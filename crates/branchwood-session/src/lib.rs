//! Branchwood — Player Session State bounded context.
//!
//! Owns the per-player progress record, its versioned transfer form, and the
//! storage port the transport layer persists it through between requests.

pub mod application;
pub mod domain;
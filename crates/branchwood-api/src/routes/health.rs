//! Health check endpoint.

use axum::{Json, Router, routing::get};
use serde::Serialize;

use crate::state::AppState;

/// Health check response.
#[derive(Debug, Serialize)]
pub struct HealthResponse {
    /// Service status.
    pub status: &'static str,
    /// Service version.
    pub version: &'static str,
}

/// GET /health
async fn health_check() -> Json<HealthResponse> {
    Json(HealthResponse {
        status: "ok",
        version: env!("CARGO_PKG_VERSION"),
    })
}

/// Returns the health check router.
pub fn router() -> Router<AppState> {
    Router::new().route("/health", get(health_check))
}
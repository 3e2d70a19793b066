//! Branchwood — HTTP transport for the narrative engine.
//!
//! Owns everything the engine does not: cookies, CSRF tokens, session
//! persistence and JSON shapes.

pub mod config;
pub mod cookies;
pub mod error;
pub mod routes;
pub mod state;

use axum::Router;
use tower_http::cors::CorsLayer;
use tower_http::trace::TraceLayer;

use crate::state::AppState;

/// Builds the full application router.
pub fn build_router(app_state: AppState) -> Router {
    // TODO: Replace CorsLayer::permissive() with restricted origins for production.
    Router::new()
        .merge(routes::health::router())
        .nest("/api", routes::play::router())
        .layer(TraceLayer::new_for_http())
        .layer(CorsLayer::permissive())
        .with_state(app_state)
}
//! Server configuration read from the environment.

use std::net::SocketAddr;
use std::path::PathBuf;

use chrono::TimeDelta;

use crate::error::AppError;

const DEFAULT_HOST: &str = "0.0.0.0";
const DEFAULT_PORT: u16 = 3000;
const DEFAULT_SESSION_TTL_SECS: i64 = 86_400;

/// Settings the server needs at startup.
#[derive(Debug, Clone, PartialEq, Eq)]
pub struct AppConfig {
    /// Interface to bind.
    pub host: String,
    /// Port to bind.
    pub port: u16,
    /// YAML story to serve. `None` serves the built-in sample story.
    pub story_path: Option<PathBuf>,
    /// Idle time after which a session expires.
    pub session_ttl: TimeDelta,
    /// Whether cookies carry the `Secure` attribute.
    pub cookie_secure: bool,
}

impl AppConfig {
    /// Reads configuration from the process environment.
    ///
    /// # Errors
    ///
    /// Returns `AppError::Config` if a variable is set to an invalid value.
    pub fn from_env() -> Result<Self, AppError> {
        Self::from_lookup(|key| std::env::var(key).ok())
    }

    /// Reads configuration through `lookup`, which returns the value of a
    /// variable or `None` when it is unset.
    ///
    /// # Errors
    ///
    /// Returns `AppError::Config` if a variable is set to an invalid value.
    pub fn from_lookup(lookup: impl Fn(&str) -> Option<String>) -> Result<Self, AppError> {
        let host = lookup("HOST").unwrap_or_else(|| DEFAULT_HOST.to_string());

        let port = match lookup("PORT") {
            Some(raw) => raw
                .parse()
                .map_err(|e| AppError::Config(format!("PORT must be a valid u16: {e}")))?,
            None => DEFAULT_PORT,
        };

        let story_path = lookup("STORY_PATH")
            .filter(|raw| !raw.is_empty())
            .map(PathBuf::from);

        let session_ttl = match lookup("SESSION_TTL_SECS") {
            Some(raw) => parse_ttl(&raw)?,
            None => TimeDelta::seconds(DEFAULT_SESSION_TTL_SECS),
        };

        let cookie_secure = match lookup("COOKIE_SECURE") {
            Some(raw) => parse_flag("COOKIE_SECURE", &raw)?,
            None => false,
        };

        Ok(Self {
            host,
            port,
            story_path,
            session_ttl,
            cookie_secure,
        })
    }

    /// The socket address to listen on.
    ///
    /// # Errors
    ///
    /// Returns `AppError::Config` if `host` and `port` do not form a valid
    /// address.
    pub fn bind_addr(&self) -> Result<SocketAddr, AppError> {
        format!("{}:{}", self.host, self.port)
            .parse()
            .map_err(|e| AppError::Config(format!("invalid HOST:PORT combination: {e}")))
    }
}

fn parse_ttl(raw: &str) -> Result<TimeDelta, AppError> {
    let secs: i64 = raw
        .parse()
        .map_err(|e| AppError::Config(format!("SESSION_TTL_SECS must be an integer: {e}")))?;
    if secs <= 0 {
        return Err(AppError::Config(
            "SESSION_TTL_SECS must be positive".to_string(),
        ));
    }
    TimeDelta::try_seconds(secs)
        .ok_or_else(|| AppError::Config("SESSION_TTL_SECS is out of range".to_string()))
}

fn parse_flag(name: &str, raw: &str) -> Result<bool, AppError> {
    match raw.to_ascii_lowercase().as_str() {
        "1" | "true" | "yes" | "on" => Ok(true),
        "0" | "false" | "no" | "off" => Ok(false),
        _ => Err(AppError::Config(format!(
            "{name} must be true or false, got {raw:?}"
        ))),
    }
}
//! Shared test helpers for API integration tests.
#![allow(dead_code)]

use std::sync::Arc;

use axum::Router;
use axum::body::Body;
use axum::http::header::{CONTENT_TYPE, COOKIE, SET_COOKIE};
use axum::http::{HeaderMap, Method, Request, StatusCode};
use branchwood_core::clock::Clock;
use branchwood_session::application::memory_store::InMemorySessionStore;
use branchwood_session::application::store::SessionStore;
use branchwood_story::domain::story::Story;
use branchwood_test_support::FixedClock;
use chrono::TimeDelta;
use http_body_util::BodyExt;
use serde_json::{Value, json};
use tower::ServiceExt;

use branchwood_api::build_router;
use branchwood_api::cookies::{CSRF_HEADER, SESSION_COOKIE};
use branchwood_api::state::AppState;

/// Build the full app router serving `story` from an in-memory session store
/// on a fixed clock. Uses the same router as `main.rs`.
pub fn build_test_app(story: Story) -> Router {
    let clock: Arc<dyn Clock> = Arc::new(FixedClock::reference());
    let sessions = Arc::new(InMemorySessionStore::new(
        Arc::clone(&clock),
        TimeDelta::hours(1),
    ));
    build_router(AppState::new(Arc::new(story), sessions, clock, false))
}

/// Build the full app router with a custom session store.
pub fn build_test_app_with_store(story: Story, sessions: Arc<dyn SessionStore>) -> Router {
    let clock: Arc<dyn Clock> = Arc::new(FixedClock::reference());
    build_router(AppState::new(Arc::new(story), sessions, clock, false))
}

/// A response reduced to what the tests inspect.
#[derive(Debug)]
pub struct TestResponse {
    pub status: StatusCode,
    pub headers: HeaderMap,
    pub json: Value,
}

impl TestResponse {
    /// Every `Set-Cookie` value, in order.
    pub fn set_cookies(&self) -> Vec<String> {
        self.headers
            .get_all(SET_COOKIE)
            .iter()
            .map(|value| value.to_str().unwrap().to_string())
            .collect()
    }

    /// The `name=value` pair of the session cookie, ready for a `Cookie`
    /// header.
    pub fn session_cookie(&self) -> Option<String> {
        self.set_cookies()
            .into_iter()
            .find(|cookie| cookie.starts_with(&format!("{SESSION_COOKIE}=")))
            .map(|cookie| cookie.split(';').next().unwrap().to_string())
    }
}

/// Send `request` and collect the response.
pub async fn send(app: Router, request: Request<Body>) -> TestResponse {
    let response = app.oneshot(request).await.unwrap();
    let status = response.status();
    let headers = response.headers().clone();
    let body_bytes = response.into_body().collect().await.unwrap().to_bytes();
    let json = if body_bytes.is_empty() {
        Value::Null
    } else {
        serde_json::from_slice(&body_bytes).unwrap()
    };

    TestResponse {
        status,
        headers,
        json,
    }
}

/// Send a request with an optional cookie, CSRF header and raw body.
pub async fn request(
    app: Router,
    method: Method,
    uri: &str,
    cookie: Option<&str>,
    csrf_token: Option<&str>,
    body: Option<String>,
) -> TestResponse {
    let mut builder = Request::builder().method(method).uri(uri);
    if let Some(cookie) = cookie {
        builder = builder.header(COOKIE, cookie);
    }
    if let Some(token) = csrf_token {
        builder = builder.header(CSRF_HEADER, token);
    }
    let body = match body {
        Some(body) => {
            builder = builder.header(CONTENT_TYPE, "application/json");
            Body::from(body)
        }
        None => Body::empty(),
    };

    send(app, builder.body(body).unwrap()).await
}

/// Send a GET request and return the response.
pub async fn get_json(app: Router, uri: &str) -> (StatusCode, Value) {
    let response = request(app, Method::GET, uri, None, None, None).await;
    (response.status, response.json)
}

/// A client that keeps its session cookie and CSRF token between requests.
pub struct Player {
    pub app: Router,
    pub cookie: String,
    pub csrf_token: String,
}

impl Player {
    /// Start a session and return the player with the start response.
    pub async fn start(app: Router) -> (Self, TestResponse) {
        let response = request(app.clone(), Method::POST, "/api/start", None, None, None).await;
        assert_eq!(response.status, StatusCode::OK, "start failed: {}", response.json);
        let player = Self {
            app,
            cookie: response.session_cookie().unwrap(),
            csrf_token: response.json["csrf_token"].as_str().unwrap().to_string(),
        };
        (player, response)
    }

    /// POST /api/choice with the player's credentials.
    pub async fn choose(&self, scene_id: i64, choice_id: i64) -> TestResponse {
        let body = json!({ "choice_id": choice_id, "current_scene_id": scene_id });
        self.post_choice(body.to_string()).await
    }

    /// POST /api/choice with a raw body.
    pub async fn post_choice(&self, body: String) -> TestResponse {
        request(
            self.app.clone(),
            Method::POST,
            "/api/choice",
            Some(&self.cookie),
            Some(&self.csrf_token),
            Some(body),
        )
        .await
    }

    /// GET /api/current with the player's cookie.
    pub async fn current(&self) -> TestResponse {
        request(
            self.app.clone(),
            Method::GET,
            "/api/current",
            Some(&self.cookie),
            None,
            None,
        )
        .await
    }
}
//! Domain model for the Player Session State context.

pub mod record;
pub mod state;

▶ **ASSIGNMENT**:
Show each line of the material that includes the word "engine".

▶ **RESULT OF THE TASK**:
//! Branchwood — HTTP transport for the narrative engine.
//! Owns everything the engine does not: cookies, CSRF tokens, session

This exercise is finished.